*** Opening INFORMATION PROVIDED ***

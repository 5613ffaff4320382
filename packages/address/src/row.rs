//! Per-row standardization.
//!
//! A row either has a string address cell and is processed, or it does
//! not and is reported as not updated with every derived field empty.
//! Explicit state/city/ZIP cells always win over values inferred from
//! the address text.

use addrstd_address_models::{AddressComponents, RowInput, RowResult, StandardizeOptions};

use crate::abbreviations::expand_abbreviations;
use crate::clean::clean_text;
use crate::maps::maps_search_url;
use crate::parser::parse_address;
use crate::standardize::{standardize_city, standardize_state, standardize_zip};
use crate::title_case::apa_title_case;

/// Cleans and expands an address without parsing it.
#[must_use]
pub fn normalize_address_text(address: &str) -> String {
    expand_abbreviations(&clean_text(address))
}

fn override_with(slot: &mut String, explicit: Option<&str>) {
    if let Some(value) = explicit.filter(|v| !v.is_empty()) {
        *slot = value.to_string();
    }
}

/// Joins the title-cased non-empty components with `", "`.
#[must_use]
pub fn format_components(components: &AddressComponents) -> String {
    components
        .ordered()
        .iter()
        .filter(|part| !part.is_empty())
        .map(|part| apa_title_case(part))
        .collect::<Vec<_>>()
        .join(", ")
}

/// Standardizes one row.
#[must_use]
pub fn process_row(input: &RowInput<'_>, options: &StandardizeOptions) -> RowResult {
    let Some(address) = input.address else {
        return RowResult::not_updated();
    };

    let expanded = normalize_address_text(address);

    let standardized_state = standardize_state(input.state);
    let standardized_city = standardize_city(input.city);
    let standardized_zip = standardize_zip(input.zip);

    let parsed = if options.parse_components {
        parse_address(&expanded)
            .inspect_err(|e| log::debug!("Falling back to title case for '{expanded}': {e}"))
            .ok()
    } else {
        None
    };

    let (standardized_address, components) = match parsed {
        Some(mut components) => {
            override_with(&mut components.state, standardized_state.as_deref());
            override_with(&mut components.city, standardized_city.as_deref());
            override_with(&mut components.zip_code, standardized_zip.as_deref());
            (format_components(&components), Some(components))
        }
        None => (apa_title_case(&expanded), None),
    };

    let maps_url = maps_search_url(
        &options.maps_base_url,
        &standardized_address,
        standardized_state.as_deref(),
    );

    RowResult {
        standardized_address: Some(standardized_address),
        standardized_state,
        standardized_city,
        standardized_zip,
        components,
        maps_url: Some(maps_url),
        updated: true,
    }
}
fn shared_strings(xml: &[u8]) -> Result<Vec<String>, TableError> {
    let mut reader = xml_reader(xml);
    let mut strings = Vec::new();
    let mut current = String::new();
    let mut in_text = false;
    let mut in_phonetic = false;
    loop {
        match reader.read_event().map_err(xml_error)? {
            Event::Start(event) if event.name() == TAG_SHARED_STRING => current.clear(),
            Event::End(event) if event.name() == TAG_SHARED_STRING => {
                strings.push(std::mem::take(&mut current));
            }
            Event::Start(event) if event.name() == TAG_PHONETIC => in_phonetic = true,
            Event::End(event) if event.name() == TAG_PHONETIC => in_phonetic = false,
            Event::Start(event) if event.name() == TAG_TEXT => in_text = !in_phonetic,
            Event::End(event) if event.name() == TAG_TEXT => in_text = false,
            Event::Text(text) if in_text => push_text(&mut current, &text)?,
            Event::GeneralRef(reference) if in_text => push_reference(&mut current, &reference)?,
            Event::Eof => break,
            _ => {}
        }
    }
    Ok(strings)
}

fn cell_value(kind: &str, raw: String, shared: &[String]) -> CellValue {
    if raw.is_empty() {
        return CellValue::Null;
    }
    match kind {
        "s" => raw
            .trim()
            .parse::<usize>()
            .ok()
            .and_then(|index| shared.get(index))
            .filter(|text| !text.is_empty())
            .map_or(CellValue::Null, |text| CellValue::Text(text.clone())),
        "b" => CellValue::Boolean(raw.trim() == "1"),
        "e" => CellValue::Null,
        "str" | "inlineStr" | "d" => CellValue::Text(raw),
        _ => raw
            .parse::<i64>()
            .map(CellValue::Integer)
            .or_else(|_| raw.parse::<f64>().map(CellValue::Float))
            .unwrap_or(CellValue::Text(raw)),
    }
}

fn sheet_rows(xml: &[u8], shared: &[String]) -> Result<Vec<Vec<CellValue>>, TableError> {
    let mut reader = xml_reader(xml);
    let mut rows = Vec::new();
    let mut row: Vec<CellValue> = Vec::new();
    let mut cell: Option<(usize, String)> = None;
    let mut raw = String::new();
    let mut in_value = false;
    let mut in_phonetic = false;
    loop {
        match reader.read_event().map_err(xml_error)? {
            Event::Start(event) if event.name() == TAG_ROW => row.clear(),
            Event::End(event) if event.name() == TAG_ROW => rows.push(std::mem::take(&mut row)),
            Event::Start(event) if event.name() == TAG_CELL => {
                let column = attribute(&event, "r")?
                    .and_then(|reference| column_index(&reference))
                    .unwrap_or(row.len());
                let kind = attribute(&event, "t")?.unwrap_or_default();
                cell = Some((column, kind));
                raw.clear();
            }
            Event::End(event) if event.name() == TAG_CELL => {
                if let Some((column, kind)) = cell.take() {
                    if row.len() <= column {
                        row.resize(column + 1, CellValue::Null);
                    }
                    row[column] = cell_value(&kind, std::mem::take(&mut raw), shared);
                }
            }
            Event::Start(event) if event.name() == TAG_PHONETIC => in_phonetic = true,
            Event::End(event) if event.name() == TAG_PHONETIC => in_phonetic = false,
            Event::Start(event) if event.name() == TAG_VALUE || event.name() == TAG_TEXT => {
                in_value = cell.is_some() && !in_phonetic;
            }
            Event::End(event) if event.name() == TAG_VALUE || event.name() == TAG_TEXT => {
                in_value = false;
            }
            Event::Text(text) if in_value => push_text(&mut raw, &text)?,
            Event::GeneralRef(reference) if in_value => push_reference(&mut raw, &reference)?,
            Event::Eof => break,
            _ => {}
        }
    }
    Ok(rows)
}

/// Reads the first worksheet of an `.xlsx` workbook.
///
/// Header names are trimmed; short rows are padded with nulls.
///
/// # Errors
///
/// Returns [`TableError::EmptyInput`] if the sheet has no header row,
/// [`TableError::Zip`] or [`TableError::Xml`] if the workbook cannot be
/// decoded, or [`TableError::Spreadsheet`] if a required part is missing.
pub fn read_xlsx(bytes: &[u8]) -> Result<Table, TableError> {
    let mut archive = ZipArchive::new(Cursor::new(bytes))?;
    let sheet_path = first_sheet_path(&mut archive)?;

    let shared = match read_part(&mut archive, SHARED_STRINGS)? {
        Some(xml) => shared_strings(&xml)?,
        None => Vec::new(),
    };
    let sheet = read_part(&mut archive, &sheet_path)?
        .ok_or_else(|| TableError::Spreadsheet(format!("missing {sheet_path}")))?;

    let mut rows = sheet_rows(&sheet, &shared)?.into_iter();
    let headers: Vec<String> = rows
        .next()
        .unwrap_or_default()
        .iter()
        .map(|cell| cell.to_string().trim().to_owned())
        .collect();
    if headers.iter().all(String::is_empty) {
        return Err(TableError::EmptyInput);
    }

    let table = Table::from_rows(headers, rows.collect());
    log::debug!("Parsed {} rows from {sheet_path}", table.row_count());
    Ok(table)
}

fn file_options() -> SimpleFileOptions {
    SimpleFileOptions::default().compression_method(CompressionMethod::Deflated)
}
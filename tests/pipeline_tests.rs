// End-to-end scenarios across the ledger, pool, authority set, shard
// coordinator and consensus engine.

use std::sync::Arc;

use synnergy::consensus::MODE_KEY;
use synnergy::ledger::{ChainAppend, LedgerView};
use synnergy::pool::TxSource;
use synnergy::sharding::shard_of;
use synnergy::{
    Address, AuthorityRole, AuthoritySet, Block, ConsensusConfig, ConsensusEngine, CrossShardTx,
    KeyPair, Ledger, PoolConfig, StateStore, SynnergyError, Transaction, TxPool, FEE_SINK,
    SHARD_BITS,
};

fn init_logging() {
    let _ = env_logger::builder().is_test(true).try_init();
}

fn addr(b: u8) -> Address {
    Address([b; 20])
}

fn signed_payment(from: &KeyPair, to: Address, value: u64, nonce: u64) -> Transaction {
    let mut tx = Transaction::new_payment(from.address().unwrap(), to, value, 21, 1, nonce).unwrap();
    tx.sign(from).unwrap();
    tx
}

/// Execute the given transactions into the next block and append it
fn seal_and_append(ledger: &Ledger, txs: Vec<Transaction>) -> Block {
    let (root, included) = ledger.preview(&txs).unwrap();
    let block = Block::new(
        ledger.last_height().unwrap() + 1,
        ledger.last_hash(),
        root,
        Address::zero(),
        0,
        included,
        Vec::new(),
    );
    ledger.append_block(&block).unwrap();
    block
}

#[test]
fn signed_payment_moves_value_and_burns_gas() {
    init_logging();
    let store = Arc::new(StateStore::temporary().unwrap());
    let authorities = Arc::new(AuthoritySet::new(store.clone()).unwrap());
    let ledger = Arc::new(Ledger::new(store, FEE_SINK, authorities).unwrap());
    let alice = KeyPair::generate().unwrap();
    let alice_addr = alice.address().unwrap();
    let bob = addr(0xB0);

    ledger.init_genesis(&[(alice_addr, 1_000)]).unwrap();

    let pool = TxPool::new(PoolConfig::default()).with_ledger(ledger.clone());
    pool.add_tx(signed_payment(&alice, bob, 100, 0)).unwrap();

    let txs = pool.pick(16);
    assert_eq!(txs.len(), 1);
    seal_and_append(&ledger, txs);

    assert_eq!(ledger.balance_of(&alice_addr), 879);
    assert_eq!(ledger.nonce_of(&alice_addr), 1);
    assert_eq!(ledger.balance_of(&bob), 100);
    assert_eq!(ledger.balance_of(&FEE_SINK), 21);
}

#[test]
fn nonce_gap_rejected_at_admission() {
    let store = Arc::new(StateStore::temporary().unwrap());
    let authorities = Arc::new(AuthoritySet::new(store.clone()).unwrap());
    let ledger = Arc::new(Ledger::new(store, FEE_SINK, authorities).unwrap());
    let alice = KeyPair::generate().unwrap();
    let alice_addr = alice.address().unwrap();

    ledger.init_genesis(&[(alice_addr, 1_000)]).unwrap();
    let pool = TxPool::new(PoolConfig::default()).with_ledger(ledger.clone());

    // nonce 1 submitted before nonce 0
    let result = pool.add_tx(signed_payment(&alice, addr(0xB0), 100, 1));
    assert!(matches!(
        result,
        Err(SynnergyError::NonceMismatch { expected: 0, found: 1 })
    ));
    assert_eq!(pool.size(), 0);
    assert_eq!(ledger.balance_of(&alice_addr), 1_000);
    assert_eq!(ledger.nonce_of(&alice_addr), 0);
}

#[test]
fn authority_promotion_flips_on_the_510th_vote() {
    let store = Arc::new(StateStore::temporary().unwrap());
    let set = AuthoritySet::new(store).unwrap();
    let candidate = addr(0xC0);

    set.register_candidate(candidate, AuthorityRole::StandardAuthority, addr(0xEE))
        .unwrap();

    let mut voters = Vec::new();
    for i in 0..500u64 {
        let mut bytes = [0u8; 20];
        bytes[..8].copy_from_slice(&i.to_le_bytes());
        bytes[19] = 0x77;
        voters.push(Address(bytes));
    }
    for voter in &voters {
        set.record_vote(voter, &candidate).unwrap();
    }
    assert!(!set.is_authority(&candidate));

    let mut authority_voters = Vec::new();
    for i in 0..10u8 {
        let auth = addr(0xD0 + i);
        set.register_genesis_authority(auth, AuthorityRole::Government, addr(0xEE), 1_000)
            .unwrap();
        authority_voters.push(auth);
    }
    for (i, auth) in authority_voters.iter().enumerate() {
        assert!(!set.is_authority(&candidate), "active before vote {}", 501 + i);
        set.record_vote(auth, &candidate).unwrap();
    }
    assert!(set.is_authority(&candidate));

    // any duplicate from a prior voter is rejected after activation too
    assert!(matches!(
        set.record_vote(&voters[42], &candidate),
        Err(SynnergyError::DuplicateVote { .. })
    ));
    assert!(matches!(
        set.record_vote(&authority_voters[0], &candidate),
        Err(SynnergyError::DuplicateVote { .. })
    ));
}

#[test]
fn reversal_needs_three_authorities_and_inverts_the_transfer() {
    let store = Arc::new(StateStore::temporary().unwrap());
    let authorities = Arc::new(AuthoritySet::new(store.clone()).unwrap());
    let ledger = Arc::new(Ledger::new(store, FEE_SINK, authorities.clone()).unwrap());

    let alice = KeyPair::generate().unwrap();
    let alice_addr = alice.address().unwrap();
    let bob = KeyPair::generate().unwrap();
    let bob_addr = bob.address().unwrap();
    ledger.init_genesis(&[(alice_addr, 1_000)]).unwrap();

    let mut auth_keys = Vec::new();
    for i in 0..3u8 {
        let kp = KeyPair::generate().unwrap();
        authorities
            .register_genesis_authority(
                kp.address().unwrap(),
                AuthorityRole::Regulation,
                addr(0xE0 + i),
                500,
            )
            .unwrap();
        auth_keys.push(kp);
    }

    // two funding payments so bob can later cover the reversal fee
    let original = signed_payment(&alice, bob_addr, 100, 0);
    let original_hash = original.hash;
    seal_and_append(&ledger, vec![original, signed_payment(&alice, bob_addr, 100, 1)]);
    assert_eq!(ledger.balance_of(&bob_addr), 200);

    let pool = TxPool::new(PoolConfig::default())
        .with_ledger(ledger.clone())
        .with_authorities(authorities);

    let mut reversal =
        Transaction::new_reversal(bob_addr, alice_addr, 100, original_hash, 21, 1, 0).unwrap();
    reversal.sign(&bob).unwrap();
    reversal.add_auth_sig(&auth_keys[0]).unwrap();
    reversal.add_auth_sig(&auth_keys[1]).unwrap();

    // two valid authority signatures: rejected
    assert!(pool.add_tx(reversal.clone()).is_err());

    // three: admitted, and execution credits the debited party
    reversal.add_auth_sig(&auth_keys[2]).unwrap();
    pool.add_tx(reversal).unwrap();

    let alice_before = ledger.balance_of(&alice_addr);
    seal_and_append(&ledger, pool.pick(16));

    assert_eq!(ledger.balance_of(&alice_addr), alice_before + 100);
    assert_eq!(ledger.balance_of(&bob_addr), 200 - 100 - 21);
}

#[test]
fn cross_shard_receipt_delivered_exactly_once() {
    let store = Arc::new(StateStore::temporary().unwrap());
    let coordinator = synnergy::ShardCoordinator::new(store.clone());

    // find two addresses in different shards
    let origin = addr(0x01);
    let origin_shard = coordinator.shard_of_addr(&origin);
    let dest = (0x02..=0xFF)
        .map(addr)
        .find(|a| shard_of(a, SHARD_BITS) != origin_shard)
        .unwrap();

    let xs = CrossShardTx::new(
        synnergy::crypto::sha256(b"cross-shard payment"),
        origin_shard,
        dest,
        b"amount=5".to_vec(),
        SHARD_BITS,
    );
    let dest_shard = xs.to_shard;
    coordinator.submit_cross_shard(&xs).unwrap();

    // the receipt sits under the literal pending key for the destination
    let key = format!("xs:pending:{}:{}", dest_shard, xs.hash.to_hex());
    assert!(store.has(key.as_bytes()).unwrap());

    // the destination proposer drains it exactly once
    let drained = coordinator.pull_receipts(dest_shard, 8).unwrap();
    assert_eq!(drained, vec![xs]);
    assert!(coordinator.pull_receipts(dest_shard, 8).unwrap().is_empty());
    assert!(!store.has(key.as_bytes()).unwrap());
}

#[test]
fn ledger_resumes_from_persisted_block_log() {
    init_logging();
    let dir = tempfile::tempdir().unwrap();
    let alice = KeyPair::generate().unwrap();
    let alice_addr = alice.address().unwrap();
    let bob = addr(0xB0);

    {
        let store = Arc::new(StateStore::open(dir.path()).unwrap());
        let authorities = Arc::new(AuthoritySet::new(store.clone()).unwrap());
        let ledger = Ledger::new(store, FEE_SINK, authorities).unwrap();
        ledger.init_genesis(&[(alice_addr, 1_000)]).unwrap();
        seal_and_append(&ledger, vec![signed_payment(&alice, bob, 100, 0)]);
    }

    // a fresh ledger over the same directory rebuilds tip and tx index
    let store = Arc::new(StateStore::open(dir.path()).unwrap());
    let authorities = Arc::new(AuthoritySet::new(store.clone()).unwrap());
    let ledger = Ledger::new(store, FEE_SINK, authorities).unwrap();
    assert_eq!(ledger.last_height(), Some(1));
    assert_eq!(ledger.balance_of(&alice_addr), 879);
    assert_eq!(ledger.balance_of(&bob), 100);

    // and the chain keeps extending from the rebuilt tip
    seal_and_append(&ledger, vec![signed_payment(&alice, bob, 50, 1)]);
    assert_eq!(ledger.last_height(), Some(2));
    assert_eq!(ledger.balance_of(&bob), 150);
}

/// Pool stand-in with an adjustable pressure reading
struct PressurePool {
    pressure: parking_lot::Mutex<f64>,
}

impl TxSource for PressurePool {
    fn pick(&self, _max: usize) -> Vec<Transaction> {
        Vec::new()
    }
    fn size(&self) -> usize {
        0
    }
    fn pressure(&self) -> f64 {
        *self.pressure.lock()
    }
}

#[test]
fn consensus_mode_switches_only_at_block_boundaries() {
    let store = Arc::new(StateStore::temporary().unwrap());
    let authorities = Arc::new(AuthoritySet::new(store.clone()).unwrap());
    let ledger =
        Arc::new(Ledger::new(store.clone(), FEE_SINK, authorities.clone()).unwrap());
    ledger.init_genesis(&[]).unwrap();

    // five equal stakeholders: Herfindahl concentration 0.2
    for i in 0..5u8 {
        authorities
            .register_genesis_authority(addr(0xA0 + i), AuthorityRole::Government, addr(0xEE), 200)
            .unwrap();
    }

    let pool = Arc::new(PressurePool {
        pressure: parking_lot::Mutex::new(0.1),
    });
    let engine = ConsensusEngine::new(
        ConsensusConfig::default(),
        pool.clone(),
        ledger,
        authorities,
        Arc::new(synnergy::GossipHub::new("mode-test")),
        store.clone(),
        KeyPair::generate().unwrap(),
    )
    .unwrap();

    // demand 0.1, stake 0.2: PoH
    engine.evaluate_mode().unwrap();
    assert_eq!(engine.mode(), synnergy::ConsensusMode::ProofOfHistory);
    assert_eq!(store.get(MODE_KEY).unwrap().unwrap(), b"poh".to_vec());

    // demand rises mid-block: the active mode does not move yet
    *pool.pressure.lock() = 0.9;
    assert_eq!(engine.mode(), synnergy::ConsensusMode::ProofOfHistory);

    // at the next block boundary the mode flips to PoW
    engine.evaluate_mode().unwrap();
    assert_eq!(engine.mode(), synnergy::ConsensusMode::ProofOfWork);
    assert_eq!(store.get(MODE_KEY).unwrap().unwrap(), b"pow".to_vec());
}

*** Closing INFORMATION PROVIDED ***

## TO DO
Within the entries above, how many lines hold the string "Start"? State the number with no other words.

## YOUR RESPONSE
7